• [Material shown]
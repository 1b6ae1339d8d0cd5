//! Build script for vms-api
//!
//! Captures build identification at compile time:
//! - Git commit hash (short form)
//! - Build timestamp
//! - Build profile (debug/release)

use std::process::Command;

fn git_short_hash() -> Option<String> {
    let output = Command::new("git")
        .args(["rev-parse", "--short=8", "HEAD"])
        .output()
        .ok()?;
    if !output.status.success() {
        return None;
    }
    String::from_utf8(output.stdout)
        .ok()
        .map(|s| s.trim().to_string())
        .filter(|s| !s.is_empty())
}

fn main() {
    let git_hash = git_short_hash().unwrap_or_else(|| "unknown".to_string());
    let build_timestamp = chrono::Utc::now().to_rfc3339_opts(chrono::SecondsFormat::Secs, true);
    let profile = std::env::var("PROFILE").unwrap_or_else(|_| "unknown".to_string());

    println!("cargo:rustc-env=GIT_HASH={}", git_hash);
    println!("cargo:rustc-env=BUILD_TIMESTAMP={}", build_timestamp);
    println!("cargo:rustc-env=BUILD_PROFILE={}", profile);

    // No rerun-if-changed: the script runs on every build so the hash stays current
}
...
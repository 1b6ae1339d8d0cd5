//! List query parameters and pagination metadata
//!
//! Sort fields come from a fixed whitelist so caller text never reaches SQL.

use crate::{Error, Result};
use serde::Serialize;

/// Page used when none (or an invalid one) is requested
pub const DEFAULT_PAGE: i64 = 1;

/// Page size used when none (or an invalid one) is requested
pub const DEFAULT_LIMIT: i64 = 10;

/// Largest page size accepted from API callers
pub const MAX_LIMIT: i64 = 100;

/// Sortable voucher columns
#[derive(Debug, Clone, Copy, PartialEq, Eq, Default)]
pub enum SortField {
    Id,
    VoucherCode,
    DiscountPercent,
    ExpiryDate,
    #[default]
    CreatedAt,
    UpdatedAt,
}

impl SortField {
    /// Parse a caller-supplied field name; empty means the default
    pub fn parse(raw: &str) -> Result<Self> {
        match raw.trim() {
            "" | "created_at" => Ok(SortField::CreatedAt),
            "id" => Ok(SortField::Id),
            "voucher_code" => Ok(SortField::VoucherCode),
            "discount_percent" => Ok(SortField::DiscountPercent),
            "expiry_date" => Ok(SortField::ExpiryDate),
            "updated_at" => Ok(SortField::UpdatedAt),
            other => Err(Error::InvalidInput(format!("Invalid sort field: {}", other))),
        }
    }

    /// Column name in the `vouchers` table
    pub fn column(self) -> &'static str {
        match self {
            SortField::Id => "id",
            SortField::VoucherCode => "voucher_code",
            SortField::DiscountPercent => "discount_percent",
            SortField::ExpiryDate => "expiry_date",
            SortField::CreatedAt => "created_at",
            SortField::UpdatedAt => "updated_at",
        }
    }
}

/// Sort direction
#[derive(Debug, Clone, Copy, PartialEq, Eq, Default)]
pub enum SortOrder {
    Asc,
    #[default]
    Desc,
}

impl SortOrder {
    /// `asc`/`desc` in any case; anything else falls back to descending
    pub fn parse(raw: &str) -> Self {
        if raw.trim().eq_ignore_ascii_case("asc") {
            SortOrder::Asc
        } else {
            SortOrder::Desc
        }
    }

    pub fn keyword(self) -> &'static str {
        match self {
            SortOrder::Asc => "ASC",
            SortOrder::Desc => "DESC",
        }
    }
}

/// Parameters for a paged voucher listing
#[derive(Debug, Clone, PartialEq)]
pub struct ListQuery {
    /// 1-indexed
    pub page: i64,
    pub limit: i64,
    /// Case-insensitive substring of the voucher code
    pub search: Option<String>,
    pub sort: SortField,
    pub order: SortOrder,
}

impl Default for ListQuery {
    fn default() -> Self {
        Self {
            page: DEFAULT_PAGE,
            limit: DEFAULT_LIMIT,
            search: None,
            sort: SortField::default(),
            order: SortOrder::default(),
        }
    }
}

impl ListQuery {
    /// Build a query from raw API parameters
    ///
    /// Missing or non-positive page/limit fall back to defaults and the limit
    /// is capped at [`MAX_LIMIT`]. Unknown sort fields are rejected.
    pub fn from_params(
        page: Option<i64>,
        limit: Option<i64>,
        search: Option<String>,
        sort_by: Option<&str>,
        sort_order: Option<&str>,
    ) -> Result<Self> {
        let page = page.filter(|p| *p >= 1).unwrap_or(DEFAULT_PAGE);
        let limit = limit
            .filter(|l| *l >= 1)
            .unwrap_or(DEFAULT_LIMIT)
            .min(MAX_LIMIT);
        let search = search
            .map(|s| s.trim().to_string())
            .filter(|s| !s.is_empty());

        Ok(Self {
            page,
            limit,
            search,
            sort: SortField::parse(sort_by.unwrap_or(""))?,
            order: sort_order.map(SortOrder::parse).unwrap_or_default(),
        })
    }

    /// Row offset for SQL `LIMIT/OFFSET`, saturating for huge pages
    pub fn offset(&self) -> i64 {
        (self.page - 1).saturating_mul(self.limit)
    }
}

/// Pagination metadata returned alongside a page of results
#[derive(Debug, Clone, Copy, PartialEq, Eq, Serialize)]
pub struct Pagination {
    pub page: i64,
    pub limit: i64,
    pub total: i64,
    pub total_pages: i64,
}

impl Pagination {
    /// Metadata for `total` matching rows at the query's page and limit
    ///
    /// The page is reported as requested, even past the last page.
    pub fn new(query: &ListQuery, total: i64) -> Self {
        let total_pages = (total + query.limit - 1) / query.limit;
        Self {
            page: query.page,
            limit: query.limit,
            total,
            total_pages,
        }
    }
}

• [Assignment] Where does the word "println" occur in the data? Copy every line that has it.

• [Output for this task]
    println!("cargo:rustc-env=GIT_HASH={}", git_hash);
    println!("cargo:rustc-env=BUILD_TIMESTAMP={}", build_timestamp);
    println!("cargo:rustc-env=BUILD_PROFILE={}", profile);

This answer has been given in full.